NASA seeks to buy a dedicated nanosatellite launch

After abandoning plans for a prize competition to develop a nanosatellite launch vehicle, NASA is making another attempt to stimulate development of such a launch system by offering to buy a launch—just one—from such a system.

NASA issued a request for proposals (RFP) on Wednesday, August 7, for the NASA Launch Services (NLS) Enabling eXploration & Technology, or NEXT, program. The RFP is seeking to purchase one launch that will be able to place a minimum of 15 kilograms of satellites—about three “3U” CubeSats—into orbit at an altitude of at least 425 kilometers and in any orbital inclination between 0 and 98 degrees. That launch would take place no later than December 15, 2016. NEXT is reserved for small businesses, defined here as having no more than 1,000 employees.

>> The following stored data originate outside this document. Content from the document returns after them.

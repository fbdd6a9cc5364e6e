//! Event sink implementations

mod json;

pub use json::{event_json, JsonEventSink};
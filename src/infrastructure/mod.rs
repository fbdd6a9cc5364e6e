//! Infrastructure Layer
//!
//! Concrete implementations of domain ports.
//! This layer handles all I/O operations.
//!
//! ## Structure
//!
//! - `remote/` - `SshExecutor`, the OpenSSH-backed `RemoteExecutor`
//! - `config/` - `build.json` persistence
//! - `events/` - machine-readable event output

pub mod config;
pub mod events;
pub mod remote;

// Re-export for convenience
pub use config::{resolve_config_path, JsonConfigRepository};
pub use events::JsonEventSink;
pub use remote::SshExecutor;
//! Artifact discovery
//!
//! rpmbuild reports each package it writes as `Wrote: <path>`. The first such
//! line names the artifact to deploy. rpmbuild runs as root on the build host,
//! so its `/root/...` paths are remapped to the publicly readable `/opt/...`
//! tree the packages are served from.

/// Marker that starts an rpmbuild "package written" line
pub const WROTE_MARKER: &str = "Wrote";

/// Characters to drop from a marker line to reach the path (`"Wrote: "`)
pub const WROTE_PREFIX_LEN: usize = 7;

/// Build-user home prefix as printed by rpmbuild
pub const BUILD_HOME_PREFIX: &str = "/root";

/// Where the build host exposes the same tree
pub const PUBLIC_PREFIX: &str = "/opt";

/// Outcome of scanning build output for the artifact line
#[derive(Debug, Clone, PartialEq, Eq)]
pub enum ArtifactScan {
    /// Path exactly as printed after the marker
    Found(String),
    NotFound,
}

impl ArtifactScan {
    pub fn into_path(self) -> Option<String> {
        match self {
            ArtifactScan::Found(path) => Some(path),
            ArtifactScan::NotFound => None,
        }
    }
}

/// Find the first `Wrote: <path>` line in `output`.
///
/// A marker line too short to hold a path is skipped.
pub fn scan_wrote_line(output: &str) -> ArtifactScan {
    output
        .lines()
        .filter(|line| line.starts_with(WROTE_MARKER))
        .filter_map(|line| line.get(WROTE_PREFIX_LEN..))
        .map(str::trim_end)
        .find(|path| !path.is_empty())
        .map(|path| ArtifactScan::Found(path.to_string()))
        .unwrap_or(ArtifactScan::NotFound)
}

/// Swap the first `/root` in `path` for `/opt`
pub fn remap_build_home(path: &str) -> String {
    path.replacen(BUILD_HOME_PREFIX, PUBLIC_PREFIX, 1)
}

/// Scan rpmbuild output and return the remapped artifact path
pub fn discover_rpm_artifact(output: &str) -> Option<String> {
    scan_wrote_line(output)
        .into_path()
        .map(|path| remap_build_home(&path))
}
//! Domain Entities
//!
//! The persisted deployment descriptor and the hosts it names.

mod deploy_config;
mod host;

pub use deploy_config::DeployConfig;
pub use host::{
    base_name, HostDescriptor, SshEndpoint, DEFAULT_REMOTE_DIR, DEFAULT_SSH_KEY, DEFAULT_SSH_USER,
};
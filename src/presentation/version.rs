//! Build identity for `-ver`

/// Identity of this binary, captured at compile time by `build.rs`
#[derive(Debug, Clone, PartialEq, Eq)]
pub struct BuildInfo {
    pub version: String,
    pub branch: String,
    pub revision: String,
    pub timestamp: String,
}

impl BuildInfo {
    /// The identity baked into this build
    pub fn current() -> Self {
        Self {
            version: env!("CARGO_PKG_VERSION").to_string(),
            branch: env!("BUILDER_GIT_BRANCH").to_string(),
            revision: env!("BUILDER_GIT_REVISION").to_string(),
            timestamp: env!("BUILDER_BUILD_TIME").to_string(),
        }
    }

    /// `<version>[-<branch>]`; release branches carry no suffix
    pub fn build_version(&self) -> String {
        match self.branch.as_str() {
            "" | "main" | "HEAD" | "unknown" => self.version.clone(),
            branch => format!("{}-{}", self.version, branch),
        }
    }

    /// Line printed by `-ver`
    pub fn banner(&self) -> String {
        format!("Builder - {} ({})", self.build_version(), self.timestamp)
    }
}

“It’s that point in time where we need to start looking at this,” Garrett Skrobot of NASA’s Kennedy Space Center said in regards to a dedicated nanosatellite launch vehicle in a presentation Sunday at a CubeSat workshop at Utah State University in Logan, Utah. Unlike other NLS contracts, this vehicle won’t need to have a successful flight before being selected. “We’re looking at a high risk tolerance approach. The first one may go into the ocean. It’s high risk, and we’re going to go in knowing this.”

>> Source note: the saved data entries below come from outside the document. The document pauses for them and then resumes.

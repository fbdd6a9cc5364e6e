//! Remote shell command composition

/// Quote a word for a POSIX shell, leaving plain words untouched
pub fn quote(word: &str) -> String {
    let plain = !word.is_empty()
        && word
            .chars()
            .all(|c| c.is_ascii_alphanumeric() || "_-./:@%+=,".contains(c));
    if plain {
        word.to_string()
    } else {
        format!("'{}'", word.replace('\'', "'\\''"))
    }
}

/// Quote a remote path; a leading `~/` stays bare so the remote shell expands it
pub fn quote_remote_path(path: &str) -> String {
    match path.strip_prefix("~/") {
        Some("") => "~/".to_string(),
        Some(rest) => format!("~/{}", quote(rest)),
        None if path == "~" => path.to_string(),
        None => quote(path),
    }
}

/// Run `command` from inside `dir`; nothing runs if `dir` is missing
pub fn in_dir(dir: &str, command: &str) -> String {
    format!("cd {} && {}", quote_remote_path(dir), command)
}
//! Remote Builder - build on a remote host, install on remote targets
//!
//! Runs a configured build command on a build system over SSH, locates the
//! produced artifact (an RPM or a plain binary), then copies it to each
//! install target, installs it and checks the installed version. The whole
//! deployment is described by a `build.json` file that is read at start and
//! written back at the end of every run.

pub mod application;
pub mod domain;
pub mod error;
pub mod infrastructure;
pub mod presentation;

#[cfg(test)]
pub(crate) mod testing;

// Re-exports for convenience
pub use application::{run, RunPlan, RunSummary};
pub use domain::entities::{DeployConfig, HostDescriptor, SshEndpoint};
pub use domain::ports::{EventSink, PipelineEvent, RemoteExecutor};
pub use error::{BuilderError, BuilderResult, InstallError, InstallStep};
pub use infrastructure::{JsonConfigRepository, SshExecutor};
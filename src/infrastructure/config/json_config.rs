//! JSON config repository
//!
//! Loads and saves `build.json`. A missing file is an empty config; a file
//! that exists but does not parse is an error and is never overwritten.

use std::fs;
use std::io::Write;
use std::path::{Path, PathBuf};

use tempfile::NamedTempFile;
use tracing::{debug, warn};

use crate::domain::entities::DeployConfig;
use crate::error::{BuilderError, BuilderResult};

/// Config file used when no path is given
pub const DEFAULT_CONFIG_PATH: &str = "./build.json";

/// Environment variable overriding the config path
pub const CONFIG_PATH_ENV: &str = "BUILDER_CONFIG";

/// Pick the config path: explicit flag, then `BUILDER_CONFIG`, then `./build.json`
pub fn resolve_config_path(flag: Option<&Path>) -> PathBuf {
    resolve_config_path_with(flag, |key| std::env::var(key).ok())
}

fn resolve_config_path_with(
    flag: Option<&Path>,
    get_env: impl Fn(&str) -> Option<String>,
) -> PathBuf {
    if let Some(path) = flag {
        return path.to_path_buf();
    }
    get_env(CONFIG_PATH_ENV)
        .filter(|v| !v.trim().is_empty())
        .map(PathBuf::from)
        .unwrap_or_else(|| PathBuf::from(DEFAULT_CONFIG_PATH))
}

/// Reads and writes the deployment descriptor at one path
#[derive(Debug, Clone)]
pub struct JsonConfigRepository {
    path: PathBuf,
}

impl JsonConfigRepository {
    pub fn new(path: impl Into<PathBuf>) -> Self {
        Self { path: path.into() }
    }

    pub fn path(&self) -> &Path {
        &self.path
    }

    pub fn exists(&self) -> bool {
        self.path.exists()
    }

    /// Load the config, or an empty one when the file does not exist
    pub fn load(&self) -> BuilderResult<DeployConfig> {
        if !self.exists() {
            debug!(path = %self.path.display(), "no config to load");
            return Ok(DeployConfig::default());
        }

        let content = fs::read_to_string(&self.path)?;
        let config = parse_config(&content).map_err(|source| BuilderError::ConfigParse {
            path: self.path.clone(),
            source,
        })?;

        let unknown = config.unknown_keys();
        if !unknown.is_empty() {
            warn!(
                path = %self.path.display(),
                keys = %unknown.join(", "),
                "config has unrecognized keys; they are kept as-is"
            );
        }
        Ok(config)
    }

    /// Write the config atomically (temp file in the same directory, then rename)
    pub fn save(&self, config: &DeployConfig) -> BuilderResult<()> {
        debug!(path = %self.path.display(), "saving config");
        let content = render_config(config)?;

        let dir = match self.path.parent() {
            Some(parent) if !parent.as_os_str().is_empty() => parent.to_path_buf(),
            _ => PathBuf::from("."),
        };
        fs::create_dir_all(&dir)?;

        let mut tmp = NamedTempFile::new_in(&dir)?;
        tmp.write_all(content.as_bytes())?;
        tmp.as_file().sync_all()?;
        tmp.persist(&self.path).map_err(|e| e.error)?;
        Ok(())
    }
}

/// Parse `build.json` content; blank content counts as `{}`
pub fn parse_config(content: &str) -> Result<DeployConfig, serde_json::Error> {
    if content.trim().is_empty() {
        return serde_json::from_str("{}");
    }
    serde_json::from_str(content)
}

/// Pretty JSON with a trailing newline
pub fn render_config(config: &DeployConfig) -> BuilderResult<String> {
    let mut content = serde_json::to_string_pretty(config).map_err(std::io::Error::other)?;
    content.push('\n');
    Ok(content)
}
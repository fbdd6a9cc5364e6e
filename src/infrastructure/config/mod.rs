//! Configuration persistence

mod json_config;

pub use json_config::{
    parse_config, render_config, resolve_config_path, JsonConfigRepository, CONFIG_PATH_ENV,
    DEFAULT_CONFIG_PATH,
};
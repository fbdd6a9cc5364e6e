//! Diagnostic logging
//!
//! Logs go to stderr; stdout is reserved for the operator transcript.

use tracing_subscriber::{layer::SubscriberExt, util::SubscriberInitExt, EnvFilter};

/// Filter used when `RUST_LOG` is not set
pub fn default_directive(verbose: bool, debug: bool) -> &'static str {
    if debug {
        "remote_builder=debug,builder=debug,warn"
    } else if verbose {
        "remote_builder=info,builder=info,warn"
    } else {
        "warn"
    }
}

/// Install the global subscriber. Calling it twice is a no-op.
pub fn init(verbose: bool, debug: bool) {
    let filter = EnvFilter::try_from_default_env()
        .unwrap_or_else(|_| EnvFilter::new(default_directive(verbose, debug)));

    let _ = tracing_subscriber::registry()
        .with(filter)
        .with(
            tracing_subscriber::fmt::layer()
                .with_writer(std::io::stderr)
                .with_target(false),
        )
        .try_init();
}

This new RFP represents a shift in strategy by NASA in promoting the development of very small launch vehicles designed for nanosatellites and CubeSats. Last November, NASA quietly canceled a Centennial Challenges prize competition for the development of a nanosatellite launcher, concluding that none of the ongoing development efforts beyond those already with government contracts could meet the competition’s goals in the next three to five years.

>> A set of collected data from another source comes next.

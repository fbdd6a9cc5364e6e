//! Error types for the builder
//!
//! Every fatal path returns one of these; only `main` decides the exit status.

use std::fmt;
use std::path::PathBuf;
use thiserror::Error;

use crate::domain::ports::RemoteError;

/// Result type alias for builder operations
pub type BuilderResult<T> = Result<T, BuilderError>;

/// Exit status for a build that was requested without a resolvable build command
pub const EXIT_CONFIGURATION: i32 = 1;

/// Exit status for every other fatal error
pub const EXIT_FATAL: i32 = 2;

/// Main error type for builder operations
#[derive(Error, Debug)]
pub enum BuilderError {
    /// Something required is missing from `build.json`
    #[error("configuration error: {0}")]
    Configuration(String),

    /// `build.json` exists but is not valid JSON for the descriptor
    #[error("unable to parse configuration file {path}: {source} (use jq to check format)")]
    ConfigParse {
        path: PathBuf,
        #[source]
        source: serde_json::Error,
    },

    /// Local IO error (config persistence)
    #[error("IO error: {0}")]
    Io(#[from] std::io::Error),

    /// The transport could not run a command or move a file
    #[error(transparent)]
    Remote(#[from] RemoteError),

    /// The build command ran and returned non-zero
    #[error("build on {host} failed with exit code {exit_code}")]
    BuildFailed {
        host: String,
        exit_code: i32,
        stderr: String,
    },

    /// No `Wrote:` line in the rpmbuild output
    #[error("build output has no '{marker}' line; cannot locate the RPM")]
    ArtifactNotFound { marker: &'static str },

    /// Installed version/release does not line up with the artifact name
    #[error("version resolution failed: {0}")]
    VersionResolution(String),

    /// A target failed during upload, install or verification
    #[error(transparent)]
    Install(#[from] InstallError),

    /// Continue-on-error install finished with failures
    #[error("{failed} of {total} install targets failed")]
    PartialInstall { failed: usize, total: usize },

    /// A host did not answer the connectivity probe
    #[error("self-check failed on {role} {host}: {reason}")]
    SelfCheck {
        role: &'static str,
        host: String,
        reason: String,
    },

    /// The publish command ran and returned non-zero
    #[error("publish failed with exit code {exit_code}")]
    PublishFailed { exit_code: i32, stderr: String },
}

impl BuilderError {
    /// Process exit status for this error
    pub fn exit_code(&self) -> i32 {
        match self {
            BuilderError::Configuration(_) => EXIT_CONFIGURATION,
            _ => EXIT_FATAL,
        }
    }

    /// Captured remote stderr, when the failure carries one
    pub fn remote_stderr(&self) -> Option<&str> {
        match self {
            BuilderError::BuildFailed { stderr, .. }
            | BuilderError::PublishFailed { stderr, .. } => Some(stderr),
            BuilderError::Install(err) => Some(&err.stderr),
            BuilderError::Remote(err) => err.stderr(),
            _ => None,
        }
    }
}

/// Step of the per-target install sequence
#[derive(Debug, Clone, Copy, PartialEq, Eq)]
pub enum InstallStep {
    Upload,
    PreRemoval,
    Install,
    Verify,
}

impl fmt::Display for InstallStep {
    fn fmt(&self, f: &mut fmt::Formatter<'_>) -> fmt::Result {
        let name = match self {
            InstallStep::Upload => "upload",
            InstallStep::PreRemoval => "pre-removal",
            InstallStep::Install => "install",
            InstallStep::Verify => "version check",
        };
        f.write_str(name)
    }
}

/// Fatal failure on one install target
#[derive(Error, Debug, Clone, PartialEq, Eq)]
#[error("{step} failed on target '{target}' ({host}) with exit code {exit_code}")]
pub struct InstallError {
    /// Position of the target in `installTargets`
    pub index: usize,
    pub target: String,
    pub host: String,
    pub step: InstallStep,
    pub exit_code: i32,
    pub stderr: String,
}
//! Adapter Factory
//!
//! Wires the concrete infrastructure behind the ports the use cases need.

use crate::domain::ports::EventSink;
use crate::infrastructure::{JsonEventSink, SshExecutor};

use super::console::ConsoleEventSink;

/// Executor every run uses against real hosts
pub fn create_executor() -> SshExecutor {
    SshExecutor::new()
}

/// NDJSON on stdout for `-json`, the console transcript otherwise
pub fn create_event_sink(json: bool) -> Box<dyn EventSink> {
    if json {
        Box::new(JsonEventSink::stdout())
    } else {
        Box::new(ConsoleEventSink::stdout())
    }
}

The NEXT approach has some people in the industry scratching their heads, wondering how effective a contract for single launch would be in promoting the development of such vehicles; it alone would do little to close the business case for those vehicle developers. John Olds, CEO of nanosatellite launch vehicle company Generation Orbit, argued in a blog post Saturday that NASA should follow an approach like it did for the development of commercial cargo and crew systems under the Commercial Orbital Transportation Services (COTS) and Commercial Crew Development (CCDev) programs, using funded Space Act Agreements to help support development of those spacecraft and launch vehicles. “A similar fixed-price approach, with progress-based milestone payments, might also work for 2 or 3 competitors in the small satellite launch arena,” he wrote, adding that it would be preferable to a prize. “A COTS-style program might be a more appropriate approach and the NASA investment at this level of payload would be modest — easily less than 1% of what they’ve spent on COTS and CCDev.”